Almost half of all commuters face longer journey times than they did a year ago, a new survey has found.
The AA Car Insurance survey of over 6,500 Irish drivers revealed that 30% of respondents indicated that they now spend more time on their commute to and from work than they did 12 months ago.
A further 16% stated that this was 'somewhat true' of their current commute, depending on traffic levels.
20% said that they were more likely to use a car for their morning commute than they would have been a year ago.
However, the survey found that despite an increasing reliance on cars, motorists said they would be willing to use public transport if it was reliable.
35% 'strongly agreed' that a lack of reliable public transport had left them needing their car to get to work, even though they would prefer not to.

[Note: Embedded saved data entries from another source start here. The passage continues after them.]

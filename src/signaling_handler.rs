use std::sync::Arc;
use tracing::{debug, error, info, warn};

use crate::call::{CallContext, CallState, CandidatePolicy};
use crate::channel::IncomingMessages;
use crate::error::Result;
use crate::media::{SessionEvent, SessionEvents};
use crate::message::{Candidate, SessionDescription, SignalMessage};
use crate::metrics::{CALL_CANDIDATES_DROPPED_TOTAL, CALL_CANDIDATES_SENT_TOTAL};
use crate::track_handler::bind_remote_track;

/// Drives one call attempt until the channel goes away or the call is closed.
///
/// Channel messages and session events are handled one at a time on this task,
/// so the handshake steps below never interleave.
pub(crate) async fn run_event_loop(
    ctx: Arc<CallContext>,
    mut incoming: IncomingMessages,
    mut events: SessionEvents,
) {
    let mut events_open = true;

    loop {
        tokio::select! {
            message = incoming.recv() => match message {
                Some(message) => handle_message(&ctx, message).await,
                None => {
                    if !ctx.is_closed() {
                        error!(call_id = %ctx.id, "Signaling channel closed; call cannot continue");
                    }
                    break;
                }
            },
            event = events.recv(), if events_open => match event {
                Some(event) => handle_session_event(&ctx, event).await,
                None => {
                    debug!(call_id = %ctx.id, "Session event stream ended");
                    events_open = false;
                }
            },
        }

        if ctx.is_closed() {
            break;
        }
    }
}

/// Creates an offer, commits it locally and sends it to the remote peer.
pub(crate) async fn send_offer(ctx: &CallContext) -> Result<()> {
    let offer = ctx.session.create_offer().await?;
    ctx.session.set_local_description(offer.clone()).await?;
    ctx.channel.send(&SignalMessage::description(offer)).await?;
    info!(call_id = %ctx.id, "Sent offer");
    ctx.set_state(CallState::OfferSent);
    Ok(())
}

async fn handle_message(ctx: &CallContext, message: SignalMessage) {
    if ctx.is_closed() {
        return;
    }

    match message {
        SignalMessage::Offer { sdp, id } => {
            answer_offer(ctx, SessionDescription::offer(sdp), id).await;
        }
        SignalMessage::Answer { sdp, .. } => {
            apply_answer(ctx, SessionDescription::answer(sdp)).await;
        }
        SignalMessage::Candidate { candidate } => {
            apply_remote_candidate(ctx, candidate).await;
        }
    }
}

/// Applies a remote offer and replies with an answer (echoing the relay id).
async fn answer_offer(ctx: &CallContext, offer: SessionDescription, relay_id: Option<String>) {
    let state = ctx.state();
    if state != CallState::Idle {
        warn!(call_id = %ctx.id, ?state, "Ignoring offer outside of the idle state");
        return;
    }

    info!(call_id = %ctx.id, sdp_length = offer.sdp.len(), "Received offer");
    if let Err(e) = ctx.session.set_remote_description(offer).await {
        error!(call_id = %ctx.id, error = %e, "Failed to set remote description");
        return;
    }
    ctx.mark_remote_description_set();
    flush_pending_candidates(ctx).await;

    let answer = match ctx.session.create_answer().await {
        Ok(answer) => answer,
        Err(e) => {
            error!(call_id = %ctx.id, error = %e, "Failed to create answer");
            return;
        }
    };

    if let Err(e) = ctx.session.set_local_description(answer.clone()).await {
        error!(call_id = %ctx.id, error = %e, "Failed to set local description");
        return;
    }

    match ctx
        .channel
        .send(&SignalMessage::correlated(answer, relay_id))
        .await
    {
        Ok(()) => {
            info!(call_id = %ctx.id, "Sent answer");
            ctx.set_state(CallState::Connected);
        }
        Err(e) => {
            // The remote side is left waiting on an answer that never comes.
            error!(call_id = %ctx.id, error = %e, "Failed to send answer");
            ctx.abandon("answer could not be sent");
        }
    }
}

async fn apply_answer(ctx: &CallContext, answer: SessionDescription) {
    let state = ctx.state();
    if state != CallState::OfferSent {
        warn!(call_id = %ctx.id, ?state, "Ignoring answer without an outstanding offer");
        return;
    }

    info!(call_id = %ctx.id, sdp_length = answer.sdp.len(), "Applying answer");
    if let Err(e) = ctx.session.set_remote_description(answer).await {
        error!(call_id = %ctx.id, error = %e, "Failed to set remote description");
        return;
    }
    ctx.mark_remote_description_set();
    flush_pending_candidates(ctx).await;
    ctx.set_state(CallState::Connected);
}

async fn apply_remote_candidate(ctx: &CallContext, candidate: Candidate) {
    if ctx.policy == CandidatePolicy::Queue && !ctx.remote_description_set() {
        let label = candidate.candidate.clone();
        if ctx.queue_candidate(candidate) {
            debug!(call_id = %ctx.id, candidate = %label, "Queued candidate until the remote description is set");
        } else {
            warn!(call_id = %ctx.id, candidate = %label, "Candidate queue full; dropped");
            CALL_CANDIDATES_DROPPED_TOTAL
                .with_label_values(&["overflow"])
                .inc();
        }
        return;
    }
    apply_candidate(ctx, candidate).await;
}

/// Applies one candidate. A failure only drops that candidate.
async fn apply_candidate(ctx: &CallContext, candidate: Candidate) {
    if ctx.is_closed() {
        CALL_CANDIDATES_DROPPED_TOTAL
            .with_label_values(&["closed"])
            .inc();
        return;
    }

    let label = candidate.candidate.clone();
    match ctx.session.add_candidate(candidate).await {
        Ok(()) => debug!(call_id = %ctx.id, candidate = %label, "Applied remote candidate"),
        Err(e) => {
            warn!(call_id = %ctx.id, candidate = %label, error = %e, "Error adding candidate; dropped");
            CALL_CANDIDATES_DROPPED_TOTAL
                .with_label_values(&["rejected"])
                .inc();
        }
    }
}

async fn flush_pending_candidates(ctx: &CallContext) {
    let pending = ctx.take_pending_candidates();
    if pending.is_empty() {
        return;
    }
    info!(call_id = %ctx.id, count = pending.len(), "Applying queued candidates");
    for candidate in pending {
        apply_candidate(ctx, candidate).await;
    }
}

async fn handle_session_event(ctx: &CallContext, event: SessionEvent) {
    if ctx.is_closed() {
        return;
    }

    match event {
        SessionEvent::CandidateDiscovered(candidate) => {
            match ctx.channel.send(&SignalMessage::candidate(candidate)).await {
                Ok(()) => CALL_CANDIDATES_SENT_TOTAL.inc(),
                Err(e) => error!(call_id = %ctx.id, error = %e, "Failed to send local candidate"),
            }
        }
        SessionEvent::GatheringComplete => {
            debug!(call_id = %ctx.id, "Candidate gathering complete");
        }
        SessionEvent::TrackReceived(track) => {
            bind_remote_track(&ctx.sinks, &track);
        }
    }
}

#[cfg(test)]
mod tests {
    use super::*;
    use crate::call::MAX_PENDING_CANDIDATES;
    use crate::channel::SignalingConnector;
    use crate::id_types::CallId;
    use crate::media::{MediaSessionProvider, SessionConfig};
    use crate::mock::{MemoryHub, MockMediaProvider, RecordingSink};
    use crate::track_handler::OutputSinks;
    use tokio::sync::watch;

    async fn queueing_context() -> CallContext {
        let (session, _events) = MockMediaProvider::new("local")
            .create_session(&SessionConfig::default())
            .await
            .unwrap();
        let (channel, _incoming) = MemoryHub::new().connect("mem://relay").await.unwrap();
        let (state, _) = watch::channel(CallState::Idle);
        CallContext::new(
            CallId::generate(),
            session,
            channel,
            OutputSinks::new(
                Arc::new(RecordingSink::default()),
                Arc::new(RecordingSink::default()),
            ),
            CandidatePolicy::Queue,
            Arc::new(state),
        )
    }

    #[tokio::test]
    async fn test_candidate_queue_is_bounded() {
        let ctx = queueing_context().await;
        let overflow = CALL_CANDIDATES_DROPPED_TOTAL.with_label_values(&["overflow"]);
        let before = overflow.get();

        for n in 0..MAX_PENDING_CANDIDATES + 5 {
            let candidate = Candidate::new(format!("candidate:{} 1 udp 2122260223 192.0.2.1 {} typ host", n, 50000 + n));
            apply_remote_candidate(&ctx, candidate).await;
        }

        assert_eq!(ctx.pending_candidate_count(), MAX_PENDING_CANDIDATES);
        assert_eq!(overflow.get() - before, 5);

        // The oldest candidates are the ones kept.
        let kept = ctx.take_pending_candidates();
        assert!(kept[0].candidate.starts_with("candidate:0 "));
        assert_eq!(ctx.pending_candidate_count(), 0);
    }
}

Conor Faughnan, AA Director of Consumer Affairs, said: "It appears that the infrastructure hasn’t yet caught up to the increased volume of people commuting during peak hours and with many public transport options operating at peak capacity during the main morning and evening rush.

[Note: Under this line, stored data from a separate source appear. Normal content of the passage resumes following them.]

//! Signaling wire format.
//!
//! Every frame on the relay is one JSON object tagged by `type`:
//!
//! ```text
//! {"type":"offer","sdp":"v=0..."}
//! {"type":"answer","sdp":"v=0...","id":"<offer id>"}
//! {"type":"candidate","candidate":{"candidate":"candidate:...","sdpMid":"0","sdpMLineIndex":0}}
//! ```
//!
//! `id` only appears when the relay correlates an HTTP `/signal` offer with the
//! answer it is waiting for. The untagged `{"candidate":{...}}` shape is not accepted.

use serde::{Deserialize, Serialize};
use std::fmt;

use crate::error::Result;

/// Offer or answer.
#[derive(Debug, Clone, Copy, PartialEq, Eq, Serialize, Deserialize)]
#[serde(rename_all = "lowercase")]
pub enum SdpKind {
    Offer,
    Answer,
}

impl fmt::Display for SdpKind {
    fn fmt(&self, f: &mut fmt::Formatter<'_>) -> fmt::Result {
        match self {
            SdpKind::Offer => write!(f, "offer"),
            SdpKind::Answer => write!(f, "answer"),
        }
    }
}

/// An SDP blob and its kind. Exchanged verbatim.
#[derive(Debug, Clone, PartialEq, Eq, Serialize, Deserialize)]
pub struct SessionDescription {
    #[serde(rename = "type")]
    pub kind: SdpKind,
    pub sdp: String,
}

impl SessionDescription {
    pub fn offer(sdp: impl Into<String>) -> Self {
        Self {
            kind: SdpKind::Offer,
            sdp: sdp.into(),
        }
    }

    pub fn answer(sdp: impl Into<String>) -> Self {
        Self {
            kind: SdpKind::Answer,
            sdp: sdp.into(),
        }
    }
}

/// One network path endpoint, in the browser's `RTCIceCandidateInit` layout.
#[derive(Debug, Clone, PartialEq, Eq, Default, Serialize, Deserialize)]
pub struct Candidate {
    pub candidate: String,
    #[serde(rename = "sdpMid", default)]
    pub sdp_mid: Option<String>,
    #[serde(rename = "sdpMLineIndex", default)]
    pub sdp_mline_index: Option<u16>,
    #[serde(rename = "usernameFragment", default)]
    pub username_fragment: Option<String>,
}

impl Candidate {
    pub fn new(candidate: impl Into<String>) -> Self {
        Self {
            candidate: candidate.into(),
            ..Default::default()
        }
    }
}

/// A single signaling frame.
#[derive(Debug, Clone, PartialEq, Eq, Serialize, Deserialize)]
#[serde(tag = "type", rename_all = "lowercase")]
pub enum SignalMessage {
    Offer {
        sdp: String,
        #[serde(default, skip_serializing_if = "Option::is_none")]
        id: Option<String>,
    },
    Answer {
        sdp: String,
        #[serde(default, skip_serializing_if = "Option::is_none")]
        id: Option<String>,
    },
    Candidate {
        candidate: Candidate,
    },
}

impl SignalMessage {
    /// Wraps a description with no relay correlation id.
    pub fn description(desc: SessionDescription) -> Self {
        Self::correlated(desc, None)
    }

    pub fn correlated(desc: SessionDescription, id: Option<String>) -> Self {
        match desc.kind {
            SdpKind::Offer => SignalMessage::Offer { sdp: desc.sdp, id },
            SdpKind::Answer => SignalMessage::Answer { sdp: desc.sdp, id },
        }
    }

    pub fn candidate(candidate: Candidate) -> Self {
        SignalMessage::Candidate { candidate }
    }

    /// The description carried by an offer/answer frame.
    pub fn as_description(&self) -> Option<SessionDescription> {
        match self {
            SignalMessage::Offer { sdp, .. } => Some(SessionDescription::offer(sdp.clone())),
            SignalMessage::Answer { sdp, .. } => Some(SessionDescription::answer(sdp.clone())),
            SignalMessage::Candidate { .. } => None,
        }
    }

    pub fn kind(&self) -> &'static str {
        match self {
            SignalMessage::Offer { .. } => "offer",
            SignalMessage::Answer { .. } => "answer",
            SignalMessage::Candidate { .. } => "candidate",
        }
    }

    pub fn encode(&self) -> Result<String> {
        Ok(serde_json::to_string(self)?)
    }

    pub fn decode(text: &str) -> Result<Self> {
        Ok(serde_json::from_str(text)?)
    }
}

#[cfg(test)]
mod tests {
    use super::*;
    use crate::error::CallError;

    #[test]
    fn test_description_round_trip() {
        let desc = SessionDescription::offer("v=0\r\no=- 1 1 IN IP4 0.0.0.0\r\n");
        let text = SignalMessage::description(desc.clone()).encode().unwrap();
        let decoded = SignalMessage::decode(&text).unwrap();
        assert_eq!(decoded.as_description(), Some(desc));
    }

    #[test]
    fn test_offer_wire_shape() {
        let text = SignalMessage::description(SessionDescription::offer("v=0"))
            .encode()
            .unwrap();
        let value: serde_json::Value = serde_json::from_str(&text).unwrap();
        assert_eq!(value, serde_json::json!({"type": "offer", "sdp": "v=0"}));
    }

    #[test]
    fn test_answer_keeps_relay_id() {
        let msg = SignalMessage::correlated(
            SessionDescription::answer("v=0"),
            Some("offer-1".to_string()),
        );
        let value: serde_json::Value = serde_json::from_str(&msg.encode().unwrap()).unwrap();
        assert_eq!(value["type"], "answer");
        assert_eq!(value["id"], "offer-1");
    }

    #[test]
    fn test_candidate_uses_browser_field_names() {
        let candidate = Candidate {
            candidate: "candidate:1 1 udp 2130706431 10.0.0.1 5000 typ host".to_string(),
            sdp_mid: Some("0".to_string()),
            sdp_mline_index: Some(0),
            username_fragment: None,
        };
        let text = SignalMessage::candidate(candidate.clone()).encode().unwrap();
        let value: serde_json::Value = serde_json::from_str(&text).unwrap();
        assert_eq!(value["type"], "candidate");
        assert_eq!(value["candidate"]["sdpMid"], "0");
        assert_eq!(value["candidate"]["sdpMLineIndex"], 0);

        match SignalMessage::decode(&text).unwrap() {
            SignalMessage::Candidate { candidate: c } => assert_eq!(c, candidate),
            other => panic!("unexpected message: {:?}", other),
        }
    }

    #[test]
    fn test_candidate_from_browser_json() {
        let text = r#"{"type":"candidate","candidate":{"candidate":"candidate:0 1 UDP 1 1.2.3.4 9 typ host","sdpMid":"1","sdpMLineIndex":1,"usernameFragment":"abcd"}}"#;
        match SignalMessage::decode(text).unwrap() {
            SignalMessage::Candidate { candidate } => {
                assert_eq!(candidate.sdp_mline_index, Some(1));
                assert_eq!(candidate.username_fragment.as_deref(), Some("abcd"));
            }
            other => panic!("unexpected message: {:?}", other),
        }
    }

    #[test]
    fn test_untyped_candidate_is_rejected() {
        let result = SignalMessage::decode(r#"{"candidate":{"candidate":"candidate:0"}}"#);
        assert!(matches!(result, Err(CallError::Codec(_))));
    }

    #[test]
    fn test_unknown_type_is_rejected() {
        assert!(SignalMessage::decode(r#"{"type":"bye"}"#).is_err());
    }
}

"Many of those who do drive are conscious of the negative climate and environmental implications of relying so heavily on a car, but often view the alternatives as too unreliable for them to rely on.”
He added: “You only need to look at how full LUAS and major city bus routes are during rush hour, as well as the growing number of those who cycle as their primary mode of transport, to see that where you provide viable alternatives to the car people are more than willing to use them."